### [How to complete this task]
Transcribe the data exactly.

═════ Available data

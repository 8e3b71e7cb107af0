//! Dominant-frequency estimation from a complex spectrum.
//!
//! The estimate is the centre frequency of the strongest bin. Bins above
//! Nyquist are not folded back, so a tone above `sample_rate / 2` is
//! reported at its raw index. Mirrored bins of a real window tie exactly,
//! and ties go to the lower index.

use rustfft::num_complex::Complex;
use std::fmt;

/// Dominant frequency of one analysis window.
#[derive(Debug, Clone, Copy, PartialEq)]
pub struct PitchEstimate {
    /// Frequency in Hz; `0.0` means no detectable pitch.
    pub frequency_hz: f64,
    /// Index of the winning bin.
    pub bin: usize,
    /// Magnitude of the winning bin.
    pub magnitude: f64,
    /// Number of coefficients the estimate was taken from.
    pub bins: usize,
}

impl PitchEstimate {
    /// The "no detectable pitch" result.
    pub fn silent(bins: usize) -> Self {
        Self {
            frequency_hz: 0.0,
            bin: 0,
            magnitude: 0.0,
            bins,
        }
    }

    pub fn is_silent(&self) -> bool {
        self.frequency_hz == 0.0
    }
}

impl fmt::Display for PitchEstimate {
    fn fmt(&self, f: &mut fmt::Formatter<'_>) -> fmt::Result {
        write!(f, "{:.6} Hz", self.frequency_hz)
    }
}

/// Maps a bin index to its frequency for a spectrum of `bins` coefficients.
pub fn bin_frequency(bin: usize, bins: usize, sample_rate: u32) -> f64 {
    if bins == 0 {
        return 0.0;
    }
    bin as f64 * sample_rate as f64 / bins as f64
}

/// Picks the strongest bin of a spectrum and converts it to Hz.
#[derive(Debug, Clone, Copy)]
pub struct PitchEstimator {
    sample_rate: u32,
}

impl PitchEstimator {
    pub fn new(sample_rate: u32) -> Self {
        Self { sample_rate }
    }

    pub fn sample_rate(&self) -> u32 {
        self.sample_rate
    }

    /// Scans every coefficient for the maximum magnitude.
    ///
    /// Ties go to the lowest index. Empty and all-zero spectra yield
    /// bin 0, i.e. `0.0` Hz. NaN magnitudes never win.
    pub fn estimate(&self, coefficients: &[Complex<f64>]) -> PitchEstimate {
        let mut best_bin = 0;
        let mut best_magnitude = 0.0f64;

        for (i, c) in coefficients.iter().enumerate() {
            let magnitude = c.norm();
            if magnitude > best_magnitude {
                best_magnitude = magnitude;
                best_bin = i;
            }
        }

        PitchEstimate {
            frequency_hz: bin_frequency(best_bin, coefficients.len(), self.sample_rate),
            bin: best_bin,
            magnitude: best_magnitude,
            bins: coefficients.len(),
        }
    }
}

══════════

### [Exercise response]
repository 8e3b71e7cb107af0
//! Dominant-frequency estimation from a complex spectrum.
//!
//! The estimate is the centre frequency of the strongest bin. Bins above
//! Nyquist are not folded back, so a tone above `sample_rate / 2` is
//! reported at its raw index. Mirrored bins of a real window tie exactly,
//! and ties go to the lower index.

use rustfft::num_complex::Complex;
use std::fmt;

/// Dominant frequency of one analysis window.
#[derive(Debug, Clone, Copy, PartialEq)]
pub struct PitchEstimate {
    /// Frequency in Hz; `0.0` means no detectable pitch.
    pub frequency_hz: f64,
    /// Index of the winning bin.
    pub bin: usize,
    /// Magnitude of the winning bin.
    pub magnitude: f64,
    /// Number of coefficients the estimate was taken from.
    pub bins: usize,
}

impl PitchEstimate {
    /// The "no detectable pitch" result.
    pub fn silent(bins: usize) -> Self {
        Self {
            frequency_hz: 0.0,
            bin: 0,
            magnitude: 0.0,
            bins,
        }
    }

    pub fn is_silent(&self) -> bool {
        self.frequency_hz == 0.0
    }
}

impl fmt::Display for PitchEstimate {
    fn fmt(&self, f: &mut fmt::Formatter<'_>) -> fmt::Result {
        write!(f, "{:.6} Hz", self.frequency_hz)
    }
}

/// Maps a bin index to its frequency for a spectrum of `bins` coefficients.
pub fn bin_frequency(bin: usize, bins: usize, sample_rate: u32) -> f64 {
    if bins == 0 {
        return 0.0;
    }
    bin as f64 * sample_rate as f64 / bins as f64
}

/// Picks the strongest bin of a spectrum and converts it to Hz.
#[derive(Debug, Clone, Copy)]
pub struct PitchEstimator {
    sample_rate: u32,
}

impl PitchEstimator {
    pub fn new(sample_rate: u32) -> Self {
        Self { sample_rate }
    }

    pub fn sample_rate(&self) -> u32 {
        self.sample_rate
    }

    /// Scans every coefficient for the maximum magnitude.
    ///
    /// Ties go to the lowest index. Empty and all-zero spectra yield
    /// bin 0, i.e. `0.0` Hz. NaN magnitudes never win.
    pub fn estimate(&self, coefficients: &[Complex<f64>]) -> PitchEstimate {
        let mut best_bin = 0;
        let mut best_magnitude = 0.0f64;

        for (i, c) in coefficients.iter().enumerate() {
            let magnitude = c.norm();
            if magnitude > best_magnitude {
                best_magnitude = magnitude;
                best_bin = i;
            }
        }

        PitchEstimate {
            frequency_hz: bin_frequency(best_bin, coefficients.len(), self.sample_rate),
            bin: best_bin,
            magnitude: best_magnitude,
            bins: coefficients.len(),
        }
    }
}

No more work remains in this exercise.